Task inputs Block Start
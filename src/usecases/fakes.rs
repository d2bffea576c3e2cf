//! In-memory port implementations for unit tests.

use crate::domain::{
    Category, Chat, ChatType, DomainError, JobReport, MediaKind, MessageView, ProgressSnapshot,
};
use crate::ports::{MetadataPort, ProgressSink, TgGateway};
use std::collections::{HashMap, VecDeque};
use std::sync::Mutex;
use std::sync::atomic::{AtomicUsize, Ordering};
use tokio_util::sync::CancellationToken;

#[derive(Debug, Clone, PartialEq, Eq)]
pub enum Sent {
    Cached {
        target: i64,
        file_reference: String,
        caption: Option<String>,
    },
    Copied {
        target: i64,
        source: i64,
        message_id: i32,
    },
}

/// Scripted gateway: serves a fixed set of source messages and records every send.
#[derive(Default)]
pub struct FakeGateway {
    messages: HashMap<i32, MessageView>,
    fetch_fails_at: Option<i32>,
    send_script: Mutex<VecDeque<Result<(), DomainError>>>,
    search_results: HashMap<i64, Vec<MessageView>>,
    search_fails: bool,
    cancel_after_sends: Option<(usize, CancellationToken)>,
    pub fetch_calls: Mutex<Vec<Vec<i32>>>,
    pub sent: Mutex<Vec<Sent>>,
    pub send_attempts: AtomicUsize,
    pub search_calls: AtomicUsize,
}

impl FakeGateway {
    pub fn new() -> Self {
        Self::default()
    }

    pub fn with_messages(mut self, messages: impl IntoIterator<Item = MessageView>) -> Self {
        for m in messages {
            self.messages.insert(m.id, m);
        }
        self
    }

    pub fn failing_fetch_at(mut self, id: i32) -> Self {
        self.fetch_fails_at = Some(id);
        self
    }

    /// Responses consumed by successive send attempts; `Ok` once exhausted.
    pub fn with_send_script(self, script: Vec<Result<(), DomainError>>) -> Self {
        *self.send_script.lock().unwrap() = script.into();
        self
    }

    pub fn with_search_results(mut self, chat_id: i64, results: Vec<MessageView>) -> Self {
        self.search_results.insert(chat_id, results);
        self
    }

    pub fn failing_search(mut self) -> Self {
        self.search_fails = true;
        self
    }

    /// Trips `token` once `n` sends have succeeded.
    pub fn cancel_after_sends(mut self, n: usize, token: CancellationToken) -> Self {
        self.cancel_after_sends = Some((n, token));
        self
    }

    pub fn sent(&self) -> Vec<Sent> {
        self.sent.lock().unwrap().clone()
    }

    fn next_send_result(&self) -> Result<(), DomainError> {
        self.send_attempts.fetch_add(1, Ordering::SeqCst);
        self.send_script
            .lock()
            .unwrap()
            .pop_front()
            .unwrap_or(Ok(()))
    }

    fn record(&self, sent: Sent) {
        let mut log = self.sent.lock().unwrap();
        log.push(sent);
        if let Some((n, token)) = &self.cancel_after_sends {
            if log.len() >= *n {
                token.cancel();
            }
        }
    }
}

#[async_trait::async_trait]
impl TgGateway for FakeGateway {
    async fn get_dialogs(&self) -> Result<Vec<Chat>, DomainError> {
        Ok(vec![Chat {
            id: -100,
            title: "source".into(),
            username: None,
            kind: ChatType::Channel,
        }])
    }

    async fn get_me_id(&self) -> Result<i64, DomainError> {
        Ok(42)
    }

    async fn fetch_range(
        &self,
        _chat_id: i64,
        ids: &[i32],
    ) -> Result<Vec<MessageView>, DomainError> {
        self.fetch_calls.lock().unwrap().push(ids.to_vec());
        if let Some(bad) = self.fetch_fails_at {
            if ids.contains(&bad) {
                return Err(DomainError::TgGateway("CHANNEL_PRIVATE".into()));
            }
        }
        Ok(ids
            .iter()
            .filter_map(|id| self.messages.get(id).cloned())
            .collect())
    }

    async fn send_cached_media(
        &self,
        target_chat: i64,
        file_reference: &str,
        caption: Option<&str>,
    ) -> Result<(), DomainError> {
        self.next_send_result()?;
        self.record(Sent::Cached {
            target: target_chat,
            file_reference: file_reference.to_string(),
            caption: caption.map(String::from),
        });
        Ok(())
    }

    async fn copy_message(
        &self,
        target_chat: i64,
        source_chat: i64,
        message_id: i32,
        _caption: Option<&str>,
    ) -> Result<(), DomainError> {
        self.next_send_result()?;
        self.record(Sent::Copied {
            target: target_chat,
            source: source_chat,
            message_id,
        });
        Ok(())
    }

    async fn search_messages(
        &self,
        chat_id: i64,
        _query: &str,
        filter: Option<MediaKind>,
        _limit: i32,
    ) -> Result<Vec<MessageView>, DomainError> {
        self.search_calls.fetch_add(1, Ordering::SeqCst);
        if self.search_fails {
            return Err(DomainError::TgGateway("SEARCH_QUERY_EMPTY".into()));
        }
        Ok(self
            .search_results
            .get(&chat_id)
            .map(|hits| {
                hits.iter()
                    .filter(|m| filter.is_none() || m.media_kind == filter)
                    .cloned()
                    .collect()
            })
            .unwrap_or_default())
    }
}

/// Progress sink that keeps everything it is told.
#[derive(Default)]
pub struct RecordingSink {
    pub snapshots: Mutex<Vec<ProgressSnapshot>>,
    pub reports: Mutex<Vec<JobReport>>,
}

#[async_trait::async_trait]
impl ProgressSink for RecordingSink {
    async fn on_progress(&self, snapshot: &ProgressSnapshot) {
        self.snapshots.lock().unwrap().push(*snapshot);
    }

    async fn on_finish(&self, report: &JobReport) {
        self.reports.lock().unwrap().push(report.clone());
    }
}

/// Metadata source answering from a fixed table.
#[derive(Default)]
pub struct FakeMetadata {
    years: HashMap<String, u16>,
    pub lookups: AtomicUsize,
}

impl FakeMetadata {
    pub fn with_year(mut self, title: &str, year: u16) -> Self {
        self.years.insert(title.to_lowercase(), year);
        self
    }
}

#[async_trait::async_trait]
impl MetadataPort for FakeMetadata {
    async fn lookup_year(
        &self,
        title: &str,
        _kind: Category,
        _season: Option<u16>,
    ) -> Result<Option<u16>, DomainError> {
        self.lookups.fetch_add(1, Ordering::SeqCst);
        Ok(self.years.get(&title.to_lowercase()).copied())
    }
}

pub fn media(id: i32, kind: MediaKind, caption: Option<&str>, filename: Option<&str>) -> MessageView {
    MessageView {
        id,
        is_empty: false,
        media_kind: Some(kind),
        caption: caption.map(String::from),
        file_reference: Some(format!("-100:{id}")),
        source_filename: filename.map(String::from),
        file_size: Some(1_400_000_000),
    }
}

pub fn text(id: i32, body: &str) -> MessageView {
    MessageView {
        id,
        caption: Some(body.to_string()),
        ..MessageView::default()
    }
}
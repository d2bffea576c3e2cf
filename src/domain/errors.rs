//! Domain errors. Used by ports and use cases.
//!
//! Adapters map infrastructure errors into these.

use thiserror::Error;

#[derive(Error, Debug, Clone, PartialEq, Eq)]
pub enum DomainError {
    #[error("Telegram gateway error: {0}")]
    TgGateway(String),

    /// FloodWait error: the platform asks us to wait `seconds` before retrying.
    #[error("FloodWait: retry after {seconds} seconds")]
    FloodWait { seconds: u64 },

    #[error("a forward job is already running for user {owner}")]
    AlreadyRunning { owner: i64 },

    #[error("invalid job options: {0}")]
    InvalidOptions(String),

    #[error("Caption classification failed: {0}")]
    Classification(String),

    #[error("Metadata lookup failed: {0}")]
    Metadata(String),

    #[error("State error: {0}")]
    State(String),

    #[error("Authentication failed: {0}")]
    Auth(String),

    #[error("UI error: {0}")]
    Ui(String),

    #[error("forward job aborted: {0}")]
    JobAborted(String),
}

impl DomainError {
    /// Seconds to wait when this is a rate-limit signal.
    pub fn flood_wait_secs(&self) -> Option<u64> {
        match self {
            DomainError::FloodWait { seconds } => Some(*seconds),
            _ => None,
        }
    }
}
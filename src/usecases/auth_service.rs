//! Login / 2FA flow. Talks to the platform through AuthPort and to the user through AuthPrompt.

use crate::domain::{DomainError, SignInResult};
use crate::ports::{AuthPort, AuthPrompt};
use std::sync::Arc;
use tracing::info;

pub struct AuthService {
    auth: Arc<dyn AuthPort>,
    api_hash: String,
}

impl AuthService {
    pub fn new(auth: Arc<dyn AuthPort>, api_hash: String) -> Self {
        Self { auth, api_hash }
    }

    pub async fn is_authenticated(&self) -> Result<bool, DomainError> {
        self.auth.is_authenticated().await
    }

    /// Run the full flow (phone -> code -> 2FA password if needed).
    /// Returns immediately when the session is already authorized.
    pub async fn run_auth_flow(&self, prompt: &dyn AuthPrompt) -> Result<(), DomainError> {
        if self.auth.is_authenticated().await? {
            info!("session already authorized");
            return Ok(());
        }

        let phone = prompt.ask_phone()?;
        let phone = phone.trim();
        if phone.is_empty() {
            return Err(DomainError::Auth("phone number is required".into()));
        }
        self.auth.request_login_code(phone, &self.api_hash).await?;
        info!("login code requested");

        let code = prompt.ask_code()?;
        match self.auth.sign_in(code.trim()).await? {
            SignInResult::Success => {}
            SignInResult::PasswordRequired { hint } => {
                info!("two-step verification enabled");
                let password = prompt.ask_password(hint.as_deref())?;
                self.auth.check_password(password.as_bytes()).await?;
            }
        }
        info!("signed in");
        Ok(())
    }
}
//! Best-effort duplicate detection against a secondary chat.
//!
//! Never blocks forwarding: an unset chat, an empty query or a failed search all mean
//! "not a duplicate".

use crate::domain::{MediaKind, MessageView};
use crate::ports::TgGateway;
use std::sync::Arc;
use tracing::{debug, warn};

/// Search hits inspected per lookup.
const SEARCH_LIMIT: i32 = 20;

pub struct DuplicateIndex {
    tg: Arc<dyn TgGateway>,
}

impl DuplicateIndex {
    pub fn new(tg: Arc<dyn TgGateway>) -> Self {
        Self { tg }
    }

    /// True when `secondary` already holds a `kind` message whose caption or filename
    /// matches `search_text` (case-insensitive, surrounding whitespace ignored).
    pub async fn exists(&self, secondary: Option<i64>, kind: MediaKind, search_text: &str) -> bool {
        let Some(chat_id) = secondary else {
            return false;
        };
        let needle = search_text.trim();
        if needle.is_empty() {
            return false;
        }

        let hits = match self
            .tg
            .search_messages(chat_id, needle, Some(kind), SEARCH_LIMIT)
            .await
        {
            Ok(hits) => hits,
            Err(e) => {
                warn!(chat_id, error = %e, "duplicate search failed, treating as new");
                return false;
            }
        };

        let found = hits.iter().any(|hit| matches_text(hit, needle));
        if found {
            debug!(chat_id, query = needle, "duplicate found in secondary chat");
        }
        found
    }
}

fn matches_text(hit: &MessageView, needle: &str) -> bool {
    let eq = |s: &Option<String>| {
        s.as_deref()
            .map(|v| v.trim().eq_ignore_ascii_case(needle))
            .unwrap_or(false)
    };
    eq(&hit.caption) || eq(&hit.source_filename)
}

#[cfg(test)]
mod tests {
    use super::*;
    use crate::usecases::fakes::{FakeGateway, media};
    use std::sync::atomic::Ordering;

    const SECONDARY: i64 = -200;

    #[tokio::test]
    async fn unset_secondary_never_searches() {
        let tg = Arc::new(FakeGateway::new());
        let index = DuplicateIndex::new(tg.clone());
        assert!(!index.exists(None, MediaKind::Video, "Dune 2021").await);
        assert_eq!(tg.search_calls.load(Ordering::SeqCst), 0);
    }

    #[tokio::test]
    async fn caption_match_is_case_insensitive() {
        let tg = Arc::new(FakeGateway::new().with_search_results(
            SECONDARY,
            vec![media(9, MediaKind::Video, Some("  DUNE 2021 "), None)],
        ));
        let index = DuplicateIndex::new(tg);
        assert!(index.exists(Some(SECONDARY), MediaKind::Video, "dune 2021").await);
    }

    #[tokio::test]
    async fn filename_match_counts() {
        let tg = Arc::new(FakeGateway::new().with_search_results(
            SECONDARY,
            vec![media(9, MediaKind::Document, None, Some("Dune.2021.mkv"))],
        ));
        let index = DuplicateIndex::new(tg);
        assert!(
            index
                .exists(Some(SECONDARY), MediaKind::Document, "Dune.2021.mkv")
                .await
        );
    }

    #[tokio::test]
    async fn other_kind_or_text_is_not_a_duplicate() {
        let tg = Arc::new(FakeGateway::new().with_search_results(
            SECONDARY,
            vec![
                media(9, MediaKind::Document, Some("Dune 2021"), None),
                media(10, MediaKind::Video, Some("Dune Part Two 2024"), None),
            ],
        ));
        let index = DuplicateIndex::new(tg);
        assert!(!index.exists(Some(SECONDARY), MediaKind::Video, "Dune 2021").await);
    }

    #[tokio::test]
    async fn search_error_is_not_a_duplicate() {
        let tg = Arc::new(FakeGateway::new().failing_search());
        let index = DuplicateIndex::new(tg.clone());
        assert!(!index.exists(Some(SECONDARY), MediaKind::Video, "Dune 2021").await);
        assert_eq!(tg.search_calls.load(Ordering::SeqCst), 1);
    }
}
//! Release-year lookup adapters (MetadataPort).

pub mod cached;
pub mod tmdb;

pub use cached::CachedMetadata;
pub use tmdb::TmdbClient;

use crate::domain::{Category, DomainError};
use crate::ports::MetadataPort;

/// Used when no TMDb key is configured: every lookup is a miss.
#[derive(Debug, Default, Clone, Copy)]
pub struct NoopMetadata;

#[async_trait::async_trait]
impl MetadataPort for NoopMetadata {
    async fn lookup_year(
        &self,
        _title: &str,
        _kind: Category,
        _season: Option<u16>,
    ) -> Result<Option<u16>, DomainError> {
        Ok(None)
    }
}
//! Core domain layer. No external I/O dependencies.
//!
//! Entities and business rules live here. Dependencies flow inward.

pub mod entities;
pub mod errors;

pub use entities::{
    Category, Chat, ChatType, Classification, EpisodeRange, JobCounters, JobOptions, JobReport,
    JobState, MediaKind, MessageView, ProgressSnapshot, SignInResult, UserPreferences,
};
pub use errors::DomainError;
Task inputs Block End
**Assigned task**:
What lines in the entries above hold "false"? Copy every one.

**Result of the exercise**:
        is_empty: false,
            return false;
            return false;
                return false;
            .unwrap_or(false)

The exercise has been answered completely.